### REQUIRED ACTION
Show all lines of the listing that contain the word "DbErr".
※
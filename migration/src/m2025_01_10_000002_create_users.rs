//! Migration to create the users table.

use sea_orm_migration::prelude::*;

#[derive(DeriveMigrationName)]
pub struct Migration;

#[async_trait::async_trait]
impl MigrationTrait for Migration {
    async fn up(&self, manager: &SchemaManager) -> Result<(), DbErr> {
        manager
            .create_table(
                Table::create()
                    .table(Users::Table)
                    .if_not_exists()
                    .col(
                        ColumnDef::new(Users::Id)
                            .integer()
                            .not_null()
                            .auto_increment()
                            .primary_key(),
                    )
                    .col(
                        ColumnDef::new(Users::Email)
                            .string_len(255)
                            .not_null()
                            .unique_key(),
                    )
                    .col(ColumnDef::new(Users::FullName).string_len(255).null())
                    .col(
                        ColumnDef::new(Users::HashedPassword)
                            .string_len(255)
                            .not_null(),
                    )
                    .col(
                        ColumnDef::new(Users::IsActive)
                            .boolean()
                            .not_null()
                            .default(true),
                    )
                    .col(
                        ColumnDef::new(Users::IsSuperuser)
                            .boolean()
                            .not_null()
                            .default(false),
                    )
                    .col(
                        ColumnDef::new(Users::Role)
                            .string_len(32)
                            .not_null()
                            .default("analyst"),
                    )
                    .col(ColumnDef::new(Users::TenantId).integer().null())
                    .col(
                        ColumnDef::new(Users::CreatedAt)
                            .timestamp_with_time_zone()
                            .not_null()
                            .default(Expr::current_timestamp()),
                    )
                    .col(
                        ColumnDef::new(Users::UpdatedAt)
                            .timestamp_with_time_zone()
                            .not_null()
                            .default(Expr::current_timestamp()),
                    )
                    .foreign_key(
                        ForeignKey::create()
                            .name("fk_users_tenant_id")
                            .from(Users::Table, Users::TenantId)
                            .to(Tenants::Table, Tenants::Id)
                            .on_delete(ForeignKeyAction::SetNull),
                    )
                    .to_owned(),
            )
            .await?;

        manager
            .create_index(
                Index::create()
                    .name("ix_users_role")
                    .table(Users::Table)
                    .col(Users::Role)
                    .to_owned(),
            )
            .await?;

        Ok(())
    }

    async fn down(&self, manager: &SchemaManager) -> Result<(), DbErr> {
        manager
            .drop_index(Index::drop().name("ix_users_role").to_owned())
            .await?;

        manager
            .drop_table(Table::drop().table(Users::Table).to_owned())
            .await
    }
}

#[derive(DeriveIden)]
enum Users {
    Table,
    Id,
    Email,
    FullName,
    HashedPassword,
    IsActive,
    IsSuperuser,
    Role,
    TenantId,
    CreatedAt,
    UpdatedAt,
}

#[derive(DeriveIden)]
enum Tenants {
    Table,
    Id,
}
※
### RESULT OF THE EXERCISE
    async fn up(&self, manager: &SchemaManager) -> Result<(), DbErr> {
    async fn down(&self, manager: &SchemaManager) -> Result<(), DbErr> {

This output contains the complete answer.